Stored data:
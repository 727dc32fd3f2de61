//! Relay service: publishes identity roots as SetRoot claims and chains
//! proofs across the identity tree and the relay tree.
//!
//! A chain proof shows that a claim is in an identity's tree at some root,
//! that the identity published that root into the relay tree, and that no
//! later publication from the same identity exists at the relay root.

use alloy_primitives::{Address, B256};
use anyhow::{Context, Result};
use claimtree_core::{Claim, ClaimEncoding, SetRootClaim, EMPTY_NODE_VALUE};
use claimtree_smt::{check_proof, NodeStore, Proof, Tree};
use serde::{Deserialize, Serialize};
use tracing::info;

use crate::claim_service::ClaimService;

/// Two-level proof of a claim anchored in the relay tree.
#[derive(Debug, Clone, PartialEq, Eq, Serialize, Deserialize)]
#[serde(rename_all = "camelCase")]
pub struct ChainProof {
    /// Proof of the claim against the identity root published in `set_root`
    pub claim_proof: Proof,
    /// The identity's publication of its root
    pub set_root: SetRootClaim,
    /// Proof of `set_root` against the relay root
    pub set_root_proof: Proof,
    /// Proof that the next version of `set_root` is absent from the relay root
    pub next_version_proof: Proof,
}

impl ChainProof {
    /// Identity that published the root.
    pub fn identity(&self) -> Address {
        self.set_root.eth_id
    }

    /// Identity root the claim proof is anchored to.
    pub fn identity_root(&self) -> B256 {
        self.set_root.root
    }
}

/// Service owning the relay tree.
#[derive(Debug)]
pub struct RelayService<S> {
    claims: ClaimService<S>,
}

impl<S: NodeStore> RelayService<S> {
    /// Wrap a relay tree.
    pub fn new(tree: Tree<S>) -> Self {
        Self {
            claims: ClaimService::new(tree),
        }
    }

    /// Current relay root.
    pub fn root(&self) -> B256 {
        self.claims.root()
    }

    /// The claim service over the relay tree.
    pub fn claims(&self) -> &ClaimService<S> {
        &self.claims
    }

    /// Consume the service, returning the relay tree.
    pub fn into_tree(self) -> Tree<S> {
        self.claims.into_tree()
    }

    /// Publish `root` for `identity` at the identity's next SetRoot version.
    pub fn publish_root(&mut self, identity: Address, root: B256) -> Result<SetRootClaim> {
        let claim = self
            .claims
            .add_next_version(SetRootClaim::new(identity, root).into())?;

        let Claim::SetRoot(set_root) = claim else {
            anyhow::bail!("Published claim is not a SetRoot claim");
        };

        info!(
            identity = %identity,
            root = %root,
            version = set_root.version(),
            relay_root = %self.root(),
            "Published identity root"
        );
        Ok(set_root)
    }

    /// Latest SetRoot claim published by `identity`.
    pub fn latest_root(&self, identity: Address) -> Result<Option<SetRootClaim>> {
        let probe: Claim = SetRootClaim::new(identity, B256::ZERO).into();
        let next = self.claims.next_version(&probe)?;
        if next == 0 {
            return Ok(None);
        }
        self.set_root_at(identity, next - 1)
    }

    /// SetRoot claim of `identity` at `version`.
    fn set_root_at(&self, identity: Address, version: u32) -> Result<Option<SetRootClaim>> {
        // The published root is a value field, so the position is independent of it
        let hi = Claim::from(SetRootClaim::new(identity, B256::ZERO))
            .with_version(version)
            .hi();
        match self.claims.claim_at(&hi)? {
            Some(Claim::SetRoot(claim)) => Ok(Some(claim)),
            Some(other) => anyhow::bail!("Unexpected {} claim at SetRoot position", other.kind()),
            None => Ok(None),
        }
    }

    /// Chain proof for `claim` in the identity tree served by `identity_service`.
    ///
    /// Requires the identity's current root to be its latest publication.
    pub fn prove_claim<T: NodeStore>(
        &self,
        identity_service: &ClaimService<T>,
        identity: Address,
        claim: &Claim,
    ) -> Result<ChainProof> {
        let identity_root = identity_service.root();

        let set_root = self
            .latest_root(identity)?
            .with_context(|| format!("Identity {} has not published a root", identity))?;
        if set_root.root != identity_root {
            anyhow::bail!(
                "Latest published root {} of {} differs from current root {}",
                set_root.root,
                identity,
                identity_root
            );
        }

        let claim_proof = identity_service.proof(&claim.hi())?.proof;
        let set_root_proof = self.claims.proof(&set_root.hi())?.proof;

        let next_version = set_root
            .version()
            .checked_add(1)
            .context("SetRoot version space exhausted")?;
        let next = Claim::from(set_root.clone()).with_version(next_version);
        let next_version_proof = self.claims.proof(&next.hi())?.proof;

        Ok(ChainProof {
            claim_proof,
            set_root,
            set_root_proof,
            next_version_proof,
        })
    }
}

/// Verify a chain proof for `hi` (existence with the claim's `ht`, or
/// non-existence with the empty value) against `relay_root`.
///
/// Callers decide whether [`ChainProof::identity`] is the identity they
/// expect.
pub fn verify_chain(
    relay_root: &B256,
    chain: &ChainProof,
    hi: &B256,
    ht: &B256,
    identity_levels: usize,
    relay_levels: usize,
) -> bool {
    let set_root = &chain.set_root;
    let Some(next_version) = set_root.version().checked_add(1) else {
        return false;
    };
    let next = Claim::from(set_root.clone()).with_version(next_version);

    check_proof(&set_root.root, &chain.claim_proof, hi, ht, identity_levels)
        && check_proof(
            relay_root,
            &chain.set_root_proof,
            &set_root.hi(),
            &set_root.ht(),
            relay_levels,
        )
        && check_proof(
            relay_root,
            &chain.next_version_proof,
            &next.hi(),
            &EMPTY_NODE_VALUE,
            relay_levels,
        )
}

#[cfg(test)]
mod tests {
    use super::*;
    use alloy_primitives::address;
    use claimtree_core::AuthorizeKSignClaim;
    use claimtree_smt::MemoryStore;

    const IDENTITY: Address = address!("d79ae0a65e7dd29db1eac700368e693de09610b8");

    fn relay() -> RelayService<MemoryStore> {
        RelayService::new(Tree::new(MemoryStore::new(), 140).unwrap())
    }

    #[test]
    fn test_publish_bumps_version() {
        let mut relay = relay();
        assert!(relay.latest_root(IDENTITY).unwrap().is_none());

        let first = relay.publish_root(IDENTITY, B256::repeat_byte(1)).unwrap();
        let second = relay.publish_root(IDENTITY, B256::repeat_byte(2)).unwrap();
        assert_eq!(first.version(), 0);
        assert_eq!(second.version(), 1);

        let latest = relay.latest_root(IDENTITY).unwrap().unwrap();
        assert_eq!(latest, second);
    }

    #[test]
    fn test_chain_proof_round_trip() {
        let mut identity = ClaimService::new(Tree::new(MemoryStore::new(), 140).unwrap());
        let claim: Claim =
            AuthorizeKSignClaim::new_operational(address!("ee602447b5a75cf4f25367f5d199b860844d10c4"))
                .into();
        identity.add_claim(&claim).unwrap();

        let mut relay = relay();
        relay.publish_root(IDENTITY, identity.root()).unwrap();

        let chain = relay.prove_claim(&identity, IDENTITY, &claim).unwrap();
        assert_eq!(chain.identity(), IDENTITY);
        assert_eq!(chain.identity_root(), identity.root());
        assert!(verify_chain(
            &relay.root(),
            &chain,
            &claim.hi(),
            &claim.ht(),
            140,
            140
        ));

        // Wrong content or wrong relay root
        assert!(!verify_chain(
            &relay.root(),
            &chain,
            &claim.hi(),
            &EMPTY_NODE_VALUE,
            140,
            140
        ));
        assert!(!verify_chain(
            &B256::repeat_byte(9),
            &chain,
            &claim.hi(),
            &claim.ht(),
            140,
            140
        ));
    }

    #[test]
    fn test_stale_publication_rejected() {
        let mut identity = ClaimService::new(Tree::new(MemoryStore::new(), 140).unwrap());
        let claim: Claim =
            AuthorizeKSignClaim::new_operational(address!("ee602447b5a75cf4f25367f5d199b860844d10c4"))
                .into();
        identity.add_claim(&claim).unwrap();

        let mut relay = relay();
        assert!(relay.prove_claim(&identity, IDENTITY, &claim).is_err());

        relay.publish_root(IDENTITY, identity.root()).unwrap();
        let chain = relay.prove_claim(&identity, IDENTITY, &claim).unwrap();

        // A later publication makes the old chain stale at the new relay root
        relay.publish_root(IDENTITY, B256::repeat_byte(7)).unwrap();
        assert!(!verify_chain(
            &relay.root(),
            &chain,
            &claim.hi(),
            &claim.ht(),
            140,
            140
        ));
        assert!(relay.prove_claim(&identity, IDENTITY, &claim).is_err());
    }
}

* _WORK REQUIRED_: The answer should contain only the lines from the first line of the entries through the line holding "over the relay tree.", each exactly as written.

* _SOLUTION FOR THIS PROBLEM_:
repository 727dc32fd3f2de61
//! Relay service: publishes identity roots as SetRoot claims and chains
//! proofs across the identity tree and the relay tree.
//!
//! A chain proof shows that a claim is in an identity's tree at some root,
//! that the identity published that root into the relay tree, and that no
//! later publication from the same identity exists at the relay root.

use alloy_primitives::{Address, B256};
use anyhow::{Context, Result};
use claimtree_core::{Claim, ClaimEncoding, SetRootClaim, EMPTY_NODE_VALUE};
use claimtree_smt::{check_proof, NodeStore, Proof, Tree};
use serde::{Deserialize, Serialize};
use tracing::info;

use crate::claim_service::ClaimService;

/// Two-level proof of a claim anchored in the relay tree.
#[derive(Debug, Clone, PartialEq, Eq, Serialize, Deserialize)]
#[serde(rename_all = "camelCase")]
pub struct ChainProof {
    /// Proof of the claim against the identity root published in `set_root`
    pub claim_proof: Proof,
    /// The identity's publication of its root
    pub set_root: SetRootClaim,
    /// Proof of `set_root` against the relay root
    pub set_root_proof: Proof,
    /// Proof that the next version of `set_root` is absent from the relay root
    pub next_version_proof: Proof,
}

impl ChainProof {
    /// Identity that published the root.
    pub fn identity(&self) -> Address {
        self.set_root.eth_id
    }

    /// Identity root the claim proof is anchored to.
    pub fn identity_root(&self) -> B256 {
        self.set_root.root
    }
}

/// Service owning the relay tree.
#[derive(Debug)]
pub struct RelayService<S> {
    claims: ClaimService<S>,
}

impl<S: NodeStore> RelayService<S> {
    /// Wrap a relay tree.
    pub fn new(tree: Tree<S>) -> Self {
        Self {
            claims: ClaimService::new(tree),
        }
    }

    /// Current relay root.
    pub fn root(&self) -> B256 {
        self.claims.root()
    }

    /// The claim service over the relay tree.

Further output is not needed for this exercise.